Inventario

El glamour y el dinero ajeno

En un país como España donde el dinero se ganaba deprisa, era muy difícil poner coto a la ambición de hacerse rico de todo hijo de vecino. En la película ‘Apocalipse Now’, el capitán encargado de buscar al coronel Kurtz y hacerle pagar por la matanza de civiles en un poblado norvietnamita, llega a la conclusión de que, una vez desatada la irracionalidad de la guerra, acotar de qué forma puede matarse y de qué forma no acaba por resultar tan inconsecuente como poner límites de velocidad en las 500 Millas de Indianápolis.
Que personalidades tan reconocidas como el presidente del Palau de la Música de Barcelona hayan metido la mano en el cajón para llevarse 3,5 millones de euros, según confiesa (las auditorías echan en falta nueve) y que quienes le rodeaban participasen del festín de dinero incontrolado, es sólo un síntoma de hasta qué punto caló esa necesidad de enriquecerse rápido. Anteriormente ocurrió lo mismo con el director financiero del Gugennheim. Y es curioso que dos instituciones tan vinculadas a lo estético hayan acabado pringadas en un asunto tan prosaico.

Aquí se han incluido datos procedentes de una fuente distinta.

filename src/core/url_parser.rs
#[derive(Debug, Clone, PartialEq)]
pub struct ParsedInput {
    pub video_id: String,
    pub page: Option<u32>,
}

/// Accepts a bare identifier (`BV1xx411c7mD`) or a `bilibili.com/video/<id>` URL.
pub fn parse_input(input: &str) -> Option<ParsedInput> {
    let input = input.trim();
    if input.is_empty() {
        return None;
    }

    if let Ok(parsed) = url::Url::parse(input) {
        return parse_video_url(&parsed);
    }

    if input.contains(['/', '?', '&', '#']) || input.chars().any(char::is_whitespace) {
        return None;
    }

    Some(ParsedInput {
        video_id: input.to_string(),
        page: None,
    })
}

fn parse_video_url(parsed: &url::Url) -> Option<ParsedInput> {
    let host = parsed.host_str()?.to_lowercase();
    if host != "bilibili.com" && !host.ends_with(".bilibili.com") {
        return None;
    }

    let segments: Vec<&str> = parsed.path().split('/').filter(|s| !s.is_empty()).collect();
    let pos = segments.iter().position(|s| *s == "video")?;
    let video_id = segments.get(pos + 1)?.to_string();

    let page = parsed
        .query_pairs()
        .find(|(k, _)| k == "p")
        .and_then(|(_, v)| v.parse::<u32>().ok());

    Some(ParsedInput { video_id, page })
}

#[cfg(test)]
mod tests {
    use super::*;

    #[test]
    fn bare_identifier() {
        let parsed = parse_input("  BV1JmWSetECH\n").unwrap();
        assert_eq!(parsed.video_id, "BV1JmWSetECH");
        assert_eq!(parsed.page, None);
    }

    #[test]
    fn video_url_with_tracking_query() {
        let parsed = parse_input(
            "https://www.bilibili.com/video/BV1wg4y127mJ/?spm_id_from=333.337.search-card.all.click",
        )
        .unwrap();
        assert_eq!(parsed.video_id, "BV1wg4y127mJ");
    }

    #[test]
    fn mobile_url_with_page() {
        let parsed = parse_input("https://m.bilibili.com/video/BV1JmWSetECH?p=3").unwrap();
        assert_eq!(parsed.video_id, "BV1JmWSetECH");
        assert_eq!(parsed.page, Some(3));
    }

    #[test]
    fn foreign_host_rejected() {
        assert_eq!(parse_input("https://www.youtube.com/watch?v=abc"), None);
    }

    #[test]
    fn garbage_rejected() {
        assert_eq!(parse_input(""), None);
        assert_eq!(parse_input("two words"), None);
        assert_eq!(parse_input("video/BV1"), None);
    }
}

En Cantabria tenemos otro ejemplo con menos glamour, el de Mercasantander, donde la gerente en funciones se llevó más de un millón de euros sin que nadie lo echase en falta y eso que esta empresa pública del Ayuntamiento de Santander y de Mercasa no es precisamente la Banca Rotschild, donde un millón puede que pase desapercibido, sino que es la facturación de todo un año.

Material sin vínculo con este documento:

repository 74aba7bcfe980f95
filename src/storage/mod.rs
pub mod config;
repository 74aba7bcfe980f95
use biliget_core::fs_paths::{AppPaths, DesktopPaths};

fn enhanced_path() -> Option<String> {
    let bin_dir = DesktopPaths.bin_dir()?;
    let sep = if cfg!(windows) { ";" } else { ":" };
    let current = std::env::var("PATH").unwrap_or_default();
    Some(format!("{}{}{}", bin_dir.display(), sep, current))
}

/// Command with the managed bin directory ahead of the user's `PATH`.
pub fn command<S: AsRef<std::ffi::OsStr>>(program: S) -> tokio::process::Command {
    let mut cmd = tokio::process::Command::new(program);
    #[cfg(target_os = "windows")]
    cmd.creation_flags(0x08000000);
    if let Some(path) = enhanced_path() {
        cmd.env("PATH", path);
    }
    cmd
}

pub async fn is_available(program: &str) -> bool {
    command(program)
        .arg("-version")
        .stdin(std::process::Stdio::null())
        .stdout(std::process::Stdio::null())
        .stderr(std::process::Stdio::null())
        .status()
        .await
        .map(|s| s.success())
        .unwrap_or(false)
}

#[cfg(test)]
mod tests {
    use super::*;

    #[test]
    fn enhanced_path_keeps_existing_entries() {
        if let Some(path) = enhanced_path() {
            let current = std::env::var("PATH").unwrap_or_default();
            assert!(path.ends_with(&current));
            assert!(path.contains("biliget"));
        }
    }

    #[tokio::test]
    async fn missing_program_is_unavailable() {
        assert!(!is_available("biliget-no-such-encoder-binary").await);
    }
}
pub mod api;

use async_trait::async_trait;
use biliget_core::models::media::{MediaLocation, Part};
use biliget_core::models::settings::{AppSettings, AudioSelection};

use crate::core::direct_downloader::{self, ByteStream};
use crate::core::filename::sanitize_file_name;
use crate::core::http_client;
use crate::error::{PipelineError, Result};
use crate::platforms::traits::AudioPlatform;

use self::api::{Envelope, PageEntry, PlayUrlData, FNVAL_DASH};

pub struct BilibiliClient {
    client: reqwest::Client,
    api_base: String,
    selection: AudioSelection,
}

impl BilibiliClient {
    pub fn new(settings: &AppSettings) -> Result<Self> {
        let client = http_client::build_client(&settings.auth, &settings.proxy)?;
        Ok(Self::with_client(
            client,
            &settings.api.base_url,
            settings.download.audio_selection,
        ))
    }

    pub fn with_client(client: reqwest::Client, api_base: &str, selection: AudioSelection) -> Self {
        Self {
            client,
            api_base: api_base.trim_end_matches('/').to_string(),
            selection,
        }
    }

    async fn get_json<T: serde::de::DeserializeOwned>(
        &self,
        path: &str,
        query: &[(&str, String)],
    ) -> Result<Envelope<T>> {
        let url = format!("{}{}", self.api_base, path);
        let response = self.client.get(&url).query(query).send().await?;

        if !response.status().is_success() {
            return Err(PipelineError::remote_status(response.status(), &url));
        }

        let body = response.bytes().await?;
        Ok(serde_json::from_slice(&body)?)
    }
}

fn part_from_entry(position: usize, entry: PageEntry) -> Part {
    let index = if entry.page > 0 {
        entry.page
    } else {
        position as u32 + 1
    };
    let name = sanitize_file_name(entry.part.trim());
    let display_name = if name.is_empty() {
        format!("P{}", index)
    } else {
        name
    };
    Part {
        index,
        media_id: entry.cid.to_string(),
        display_name,
        duration_seconds: entry.duration,
    }
}

#[async_trait]
impl AudioPlatform for BilibiliClient {
    fn name(&self) -> &str {
        "bilibili"
    }

    async fn resolve_parts(&self, video_id: &str) -> Result<Vec<Part>> {
        let envelope: Envelope<Vec<PageEntry>> = self
            .get_json("/x/player/pagelist", &[("bvid", video_id.to_string())])
            .await?;

        let entries = envelope
            .into_data("pagelist")?
            .ok_or_else(|| PipelineError::Remote(format!("pagelist returned no data for {}", video_id)))?;

        if entries.is_empty() {
            return Err(PipelineError::NotFound(format!("{} has no parts", video_id)));
        }

        let parts: Vec<Part> = entries
            .into_iter()
            .enumerate()
            .map(|(i, e)| part_from_entry(i, e))
            .collect();

        tracing::info!("[bilibili] {} resolved to {} part(s)", video_id, parts.len());
        Ok(parts)
    }

    async fn locate_audio(&self, video_id: &str, part: &Part) -> Result<MediaLocation> {
        let envelope: Envelope<PlayUrlData> = self
            .get_json(
                "/x/player/wbi/playurl",
                &[
                    ("fnval", FNVAL_DASH.to_string()),
                    ("bvid", video_id.to_string()),
                    ("cid", part.media_id.clone()),
                ],
            )
            .await?;

        let candidates = api::audio_candidates(envelope.into_data("playurl")?);
        tracing::debug!(
            "[bilibili] {} cid {} offers {} audio stream(s)",
            video_id,
            part.media_id,
            candidates.len()
        );

        let picked = api::select_audio(candidates, self.selection).ok_or_else(|| {
            PipelineError::NotFound(format!(
                "no audio stream for {} cid {}",
                video_id, part.media_id
            ))
        })?;

        tracing::debug!(
            "[bilibili] picked audio id {} ({} bps, {})",
            picked.id,
            picked.bandwidth,
            picked.codecs
        );
        Ok(MediaLocation::from(picked))
    }

    async fn open_stream(&self, location: &MediaLocation) -> Result<ByteStream> {
        direct_downloader::open_stream(&self.client, &location.url).await
    }
}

Se podría hacer una larga lista de entidades públicas, semipúblicas y privadas donde se han descubierto cosas parecidas, y lo peor es que nos queda la sospecha de que apenas hemos rascado en la superficie. No hay controles suficientemente efectivos sobre el dinero, por mucho que nos lo garanticen los tribunales de cuentas o los patronos de las fundaciones. El hecho de que el eterno y no tan ejemplar presidente del Palau explique en su descargo que las orquestas exigen parte del pago en dinero negro y que también es imprescindible una caja B para las comisiones de los intermediarios, aún resulta más alarmante. Como probablemente sea cierto, habría que preguntarse qué suertes de malabarismos están haciendo los demás centros de espectáculos del país, sobre todos los públicos, para obtener ese dinero B y qué es lo que realmente inspecciona Hacienda.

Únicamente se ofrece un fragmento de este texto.